3. Optional. Install ``postgresql`` and configure a database, user and password for paperless. If you do not wish
to use PostgreSQL, SQLite is avialable as well.
4. Get the release archive from `<https://github.com/jonaswinkler/paperless-ng/releases>`_.
If you clone the git repo as it is, you also have to compile the front end by yourself.
Extract the archive to a place from where you wish to execute it, such as ``/opt/paperless``.
5. Configure paperless. See :ref:`configuration` for details. Edit the included ``paperless.conf`` and adjust the
settings to your needs. Required settings for getting paperless running are:
* ``PAPERLESS_REDIS`` should point to your redis server, such as redis://localhost:6379.
* ``PAPERLESS_DBHOST`` should be the hostname on which your PostgreSQL server is running. Do not configure this
to use SQLite instead. Also configure port, database name, user and password as necessary.

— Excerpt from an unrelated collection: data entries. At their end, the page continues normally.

//! HTTP server and graceful shutdown.
//!
//! # Graceful shutdown
//!
//! On **SIGTERM** (Kubernetes, systemd) or **Ctrl-C** the server:
//! 1. Immediately stops `listener.accept()`: no new connections are made.
//! 2. Lets every in-flight connection task run to completion.
//! 3. Returns from [`Server::serve`], which lets `main` exit cleanly.

use std::convert::Infallible;
use std::net::SocketAddr;
use std::sync::Arc;

use bytes::Bytes;
use http::StatusCode;
use http_body_util::{BodyExt, Full};
use hyper::body::Incoming;
use hyper::service::service_fn;
use hyper_util::rt::{TokioExecutor, TokioIo};
use hyper_util::server::conn::auto::Builder as ConnBuilder;
use tokio::net::TcpListener;
use tracing::{debug, error, info};

use crate::error::Error;
use crate::method::Method;
use crate::request::Request;
use crate::response::Response;
use crate::router::Router;

/// The HTTP server.
pub struct Server {
    addr: SocketAddr,
}

impl Server {
    /// Configures the server to bind to `addr` when [`serve`](Server::serve)
    /// is called.
    ///
    /// ```rust
    /// use astor_restful::Server;
    /// let server = Server::bind("0.0.0.0:3000").unwrap();
    /// assert!(Server::bind("not an address").is_err());
    /// ```
    pub fn bind(addr: &str) -> Result<Self, Error> {
        let addr = addr
            .parse()
            .map_err(|_| Error::InvalidAddress(addr.to_owned()))?;
        Ok(Self { addr })
    }

    /// Starts accepting connections and dispatching them through `router`.
    ///
    /// Returns only after a full graceful shutdown.
    pub async fn serve(self, router: Router) -> Result<(), Error> {
        let listener = TcpListener::bind(self.addr).await?;
        let router = Arc::new(router);

        info!(addr = %self.addr, "astor-restful listening");

        let mut tasks = tokio::task::JoinSet::new();

        let shutdown = shutdown_signal();
        tokio::pin!(shutdown);

        loop {
            tokio::select! {
                // Check shutdown first so a SIGTERM stops accepting at once,
                // even if more connections are queued.
                biased;

                () = &mut shutdown => {
                    info!(in_flight = tasks.len(), "shutdown signal received, draining connections");
                    break;
                }

                res = listener.accept() => {
                    let (stream, remote_addr) = match res {
                        Ok(v) => v,
                        Err(e) => {
                            error!("accept error: {e}");
                            continue;
                        }
                    };

                    let router = Arc::clone(&router);
                    let io = TokioIo::new(stream);

                    tasks.spawn(async move {
                        let svc = service_fn(move |req| {
                            let router = Arc::clone(&router);
                            async move { dispatch(&router, req).await }
                        });

                        // HTTP/1.1 or HTTP/2, whatever the client negotiates.
                        if let Err(e) = ConnBuilder::new(TokioExecutor::new())
                            .serve_connection(io, svc)
                            .await
                        {
                            error!(peer = %remote_addr, "connection error: {e}");
                        }
                    });
                }

                // Reap finished connection tasks.
                Some(_) = tasks.join_next(), if !tasks.is_empty() => {}
            }
        }

        while tasks.join_next().await.is_some() {}

        info!("astor-restful stopped");
        Ok(())
    }
}

// ── Request dispatch ──────────────────────────────────────────────────────────

/// Reads one request off the wire, routes it and produces one response.
///
/// Every failure becomes a response, so hyper never sees an error.
async fn dispatch(
    router: &Router,
    req: hyper::Request<Incoming>,
) -> Result<http::Response<Full<Bytes>>, Infallible> {
    let (parts, body) = req.into_parts();

    let Ok(method) = Method::try_from(&parts.method) else {
        return Ok(Response::status(StatusCode::METHOD_NOT_ALLOWED).into_inner());
    };

    let body = match body.collect().await {
        Ok(collected) => collected.to_bytes(),
        Err(e) => {
            debug!(%method, path = parts.uri.path(), "failed to read request body: {e}");
            return Ok(Response::status(StatusCode::BAD_REQUEST).into_inner());
        }
    };

    let req = Request::new(method, parts.uri, parts.headers, body);
    Ok(router.handle(req).await.into_inner())
}

// ── Shutdown signal ───────────────────────────────────────────────────────────

/// Resolves on the first SIGTERM or SIGINT the process receives.
///
/// A signal whose handler cannot be installed never resolves; the other one
/// still can.
async fn shutdown_signal() {
    let ctrl_c = async {
        if let Err(e) = tokio::signal::ctrl_c().await {
            error!("failed to install Ctrl-C handler: {e}");
            std::future::pending::<()>().await;
        }
    };

    #[cfg(unix)]
    let sigterm = async {
        use tokio::signal::unix::{SignalKind, signal};
        match signal(SignalKind::terminate()) {
            Ok(mut sig) => {
                sig.recv().await;
            }
            Err(e) => {
                error!("failed to install SIGTERM handler: {e}");
                std::future::pending::<()>().await;
            }
        }
    };

    #[cfg(not(unix))]
    let sigterm = std::future::pending::<()>();

    tokio::select! {
        () = ctrl_c   => {}
        () = sigterm  => {}
    }
}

* ``PAPERLESS_CONSUMPTION_DIR`` should point to a folder which paperless should watch for documents. You might
want to have this somewhere else. Likewise, ``PAPERLESS_DATA_DIR`` and ``PAPERLESS_MEDIA_ROOT`` define where
paperless stores its data. If you like, you can point both to the same directory.
* ``PAPERLESS_SECRET_KEY`` should be a random sequence of characters. It's used for authentication. Failure
to do so allows third parties to forge authentication credentials.
Many more adjustments can be made to paperless, especially the OCR part. The following options are recommended
for everyone:
* Set ``PAPERLESS_OCR_LANGUAGE`` to the language most of your documents are written in.
* Set ``PAPERLESS_TIME_ZONE`` to your local time zone.
6. Setup permissions. Create a system users under which you wish to run paperless. Ensure that these directories exist
and that the user has write permissions to the following directories
* ``/opt/paperless/media``
* ``/opt/paperless/data``
* ``/opt/paperless/consume``
Adjust as necessary if you configured different folders.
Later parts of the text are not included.